(Collected data)
■ ■ ■ ■ ■ ■ ■

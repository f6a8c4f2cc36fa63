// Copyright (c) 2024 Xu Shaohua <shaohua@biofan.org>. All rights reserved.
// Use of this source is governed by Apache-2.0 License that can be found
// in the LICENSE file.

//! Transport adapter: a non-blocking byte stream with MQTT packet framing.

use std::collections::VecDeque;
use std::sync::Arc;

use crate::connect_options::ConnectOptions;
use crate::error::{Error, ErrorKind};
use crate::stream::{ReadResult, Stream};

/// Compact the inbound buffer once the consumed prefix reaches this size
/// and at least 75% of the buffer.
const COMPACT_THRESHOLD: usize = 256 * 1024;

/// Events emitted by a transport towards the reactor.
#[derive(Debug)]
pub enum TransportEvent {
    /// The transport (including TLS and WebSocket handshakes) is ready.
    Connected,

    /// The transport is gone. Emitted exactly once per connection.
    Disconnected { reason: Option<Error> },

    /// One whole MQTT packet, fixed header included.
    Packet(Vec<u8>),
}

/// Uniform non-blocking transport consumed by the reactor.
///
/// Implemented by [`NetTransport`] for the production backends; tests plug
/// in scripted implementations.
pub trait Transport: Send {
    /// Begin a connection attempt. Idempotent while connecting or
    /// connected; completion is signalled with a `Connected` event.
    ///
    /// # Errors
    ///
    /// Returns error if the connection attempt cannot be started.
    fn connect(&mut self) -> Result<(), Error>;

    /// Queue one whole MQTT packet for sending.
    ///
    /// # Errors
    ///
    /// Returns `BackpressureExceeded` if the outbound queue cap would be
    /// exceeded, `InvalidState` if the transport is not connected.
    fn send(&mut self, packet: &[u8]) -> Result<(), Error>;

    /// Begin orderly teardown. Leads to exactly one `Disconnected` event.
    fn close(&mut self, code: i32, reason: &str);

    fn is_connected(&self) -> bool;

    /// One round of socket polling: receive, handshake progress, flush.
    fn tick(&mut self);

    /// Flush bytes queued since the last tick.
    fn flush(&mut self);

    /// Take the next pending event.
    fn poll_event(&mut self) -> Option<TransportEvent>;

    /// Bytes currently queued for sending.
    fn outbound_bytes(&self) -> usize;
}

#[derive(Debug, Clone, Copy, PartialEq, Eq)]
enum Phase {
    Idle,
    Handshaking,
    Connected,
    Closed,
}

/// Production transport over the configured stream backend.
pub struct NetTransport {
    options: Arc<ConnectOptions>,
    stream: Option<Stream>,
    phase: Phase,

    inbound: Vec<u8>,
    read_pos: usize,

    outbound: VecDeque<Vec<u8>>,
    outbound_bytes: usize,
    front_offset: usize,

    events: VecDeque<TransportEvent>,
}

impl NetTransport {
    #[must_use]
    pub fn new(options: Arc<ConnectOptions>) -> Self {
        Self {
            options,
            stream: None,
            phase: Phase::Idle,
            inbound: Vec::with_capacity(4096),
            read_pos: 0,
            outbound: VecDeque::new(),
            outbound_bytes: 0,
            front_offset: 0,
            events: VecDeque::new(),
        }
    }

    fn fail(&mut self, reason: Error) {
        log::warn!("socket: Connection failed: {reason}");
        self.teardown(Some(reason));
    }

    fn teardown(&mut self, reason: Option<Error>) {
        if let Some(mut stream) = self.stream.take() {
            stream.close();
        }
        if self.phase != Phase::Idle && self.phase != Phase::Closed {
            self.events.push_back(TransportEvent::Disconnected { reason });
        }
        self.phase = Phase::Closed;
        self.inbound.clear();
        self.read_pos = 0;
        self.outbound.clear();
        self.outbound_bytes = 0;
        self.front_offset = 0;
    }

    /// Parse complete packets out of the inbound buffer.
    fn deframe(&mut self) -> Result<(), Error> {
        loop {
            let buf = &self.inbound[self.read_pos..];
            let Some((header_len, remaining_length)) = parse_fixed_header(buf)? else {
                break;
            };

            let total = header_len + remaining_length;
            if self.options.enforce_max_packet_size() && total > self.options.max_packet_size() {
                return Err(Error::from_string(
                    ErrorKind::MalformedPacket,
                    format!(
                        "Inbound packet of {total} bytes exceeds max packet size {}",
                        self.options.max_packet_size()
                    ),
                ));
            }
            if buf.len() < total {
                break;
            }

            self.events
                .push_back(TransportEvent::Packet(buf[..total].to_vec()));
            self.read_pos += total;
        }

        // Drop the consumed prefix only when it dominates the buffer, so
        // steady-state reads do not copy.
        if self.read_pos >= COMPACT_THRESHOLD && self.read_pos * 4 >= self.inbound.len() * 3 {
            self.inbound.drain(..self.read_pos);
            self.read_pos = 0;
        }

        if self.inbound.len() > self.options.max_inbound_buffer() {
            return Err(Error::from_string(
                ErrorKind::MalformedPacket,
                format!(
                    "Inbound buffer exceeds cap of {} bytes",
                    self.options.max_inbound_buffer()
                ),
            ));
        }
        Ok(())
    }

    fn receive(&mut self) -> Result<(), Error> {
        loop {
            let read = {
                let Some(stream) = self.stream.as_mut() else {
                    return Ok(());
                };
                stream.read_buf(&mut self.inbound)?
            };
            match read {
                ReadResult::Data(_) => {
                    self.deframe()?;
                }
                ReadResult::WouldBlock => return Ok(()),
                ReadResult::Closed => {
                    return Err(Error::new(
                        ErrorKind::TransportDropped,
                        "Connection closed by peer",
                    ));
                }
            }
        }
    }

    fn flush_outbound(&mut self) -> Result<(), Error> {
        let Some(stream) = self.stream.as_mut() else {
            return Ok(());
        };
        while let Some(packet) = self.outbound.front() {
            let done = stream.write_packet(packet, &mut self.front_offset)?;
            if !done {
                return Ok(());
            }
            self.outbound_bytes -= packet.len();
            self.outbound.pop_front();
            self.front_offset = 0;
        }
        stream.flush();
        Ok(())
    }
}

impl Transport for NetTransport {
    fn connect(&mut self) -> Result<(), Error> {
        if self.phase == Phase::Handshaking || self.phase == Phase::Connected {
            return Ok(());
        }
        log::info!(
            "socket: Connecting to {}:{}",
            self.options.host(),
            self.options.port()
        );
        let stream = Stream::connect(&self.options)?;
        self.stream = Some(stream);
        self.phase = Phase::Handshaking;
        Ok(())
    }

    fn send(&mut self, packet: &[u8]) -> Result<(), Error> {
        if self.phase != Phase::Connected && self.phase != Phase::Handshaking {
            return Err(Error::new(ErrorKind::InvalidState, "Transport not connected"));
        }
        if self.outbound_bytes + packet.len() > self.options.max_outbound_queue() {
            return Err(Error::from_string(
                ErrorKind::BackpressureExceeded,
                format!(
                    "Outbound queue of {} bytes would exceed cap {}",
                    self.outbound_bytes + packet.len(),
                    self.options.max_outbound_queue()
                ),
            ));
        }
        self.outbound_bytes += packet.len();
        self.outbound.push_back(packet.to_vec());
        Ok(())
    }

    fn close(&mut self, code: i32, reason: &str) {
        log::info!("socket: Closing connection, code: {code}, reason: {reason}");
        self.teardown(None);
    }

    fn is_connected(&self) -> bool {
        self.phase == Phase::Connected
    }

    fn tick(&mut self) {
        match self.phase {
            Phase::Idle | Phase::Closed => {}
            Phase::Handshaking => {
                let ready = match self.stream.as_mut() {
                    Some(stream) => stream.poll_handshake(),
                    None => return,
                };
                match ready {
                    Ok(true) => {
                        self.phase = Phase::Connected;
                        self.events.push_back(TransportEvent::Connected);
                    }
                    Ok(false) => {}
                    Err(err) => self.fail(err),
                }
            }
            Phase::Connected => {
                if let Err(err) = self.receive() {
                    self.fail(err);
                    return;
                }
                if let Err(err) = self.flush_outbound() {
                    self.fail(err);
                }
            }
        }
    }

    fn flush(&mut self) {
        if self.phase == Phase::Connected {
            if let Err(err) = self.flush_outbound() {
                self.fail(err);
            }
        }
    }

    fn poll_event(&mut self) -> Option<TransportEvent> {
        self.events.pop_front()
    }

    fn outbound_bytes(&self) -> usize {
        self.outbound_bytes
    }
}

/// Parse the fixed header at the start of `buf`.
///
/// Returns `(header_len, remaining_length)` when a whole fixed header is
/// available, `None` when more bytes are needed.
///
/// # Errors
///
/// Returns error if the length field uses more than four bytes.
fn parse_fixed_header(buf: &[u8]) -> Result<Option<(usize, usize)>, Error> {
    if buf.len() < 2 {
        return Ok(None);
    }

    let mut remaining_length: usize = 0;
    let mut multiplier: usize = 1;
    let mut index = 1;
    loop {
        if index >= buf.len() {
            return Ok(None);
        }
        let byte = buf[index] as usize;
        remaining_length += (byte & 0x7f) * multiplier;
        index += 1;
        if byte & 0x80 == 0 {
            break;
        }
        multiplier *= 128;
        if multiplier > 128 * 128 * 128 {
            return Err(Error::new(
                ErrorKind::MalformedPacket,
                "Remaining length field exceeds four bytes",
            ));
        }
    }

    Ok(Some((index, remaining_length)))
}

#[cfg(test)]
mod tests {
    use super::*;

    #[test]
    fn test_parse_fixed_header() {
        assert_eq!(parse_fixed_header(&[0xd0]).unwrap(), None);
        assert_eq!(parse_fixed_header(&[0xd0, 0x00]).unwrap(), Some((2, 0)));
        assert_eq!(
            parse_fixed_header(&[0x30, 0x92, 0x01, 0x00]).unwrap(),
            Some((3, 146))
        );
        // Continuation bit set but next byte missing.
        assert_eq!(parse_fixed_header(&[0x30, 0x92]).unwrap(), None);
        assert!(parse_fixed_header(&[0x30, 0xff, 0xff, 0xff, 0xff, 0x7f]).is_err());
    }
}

■ ■ ■ ■ ■ ■ ■

Required action » Output these and nothing else: the lines from the one holding "use super::*;" through the final line of the entries above, exactly as they appear.

Your response »
    use super::*;

    #[test]
    fn test_parse_fixed_header() {
        assert_eq!(parse_fixed_header(&[0xd0]).unwrap(), None);
        assert_eq!(parse_fixed_header(&[0xd0, 0x00]).unwrap(), Some((2, 0)));
        assert_eq!(
            parse_fixed_header(&[0x30, 0x92, 0x01, 0x00]).unwrap(),
            Some((3, 146))
        );
        // Continuation bit set but next byte missing.
        assert_eq!(parse_fixed_header(&[0x30, 0x92]).unwrap(), None);
        assert!(parse_fixed_header(&[0x30, 0xff, 0xff, 0xff, 0xff, 0x7f]).is_err());
    }
}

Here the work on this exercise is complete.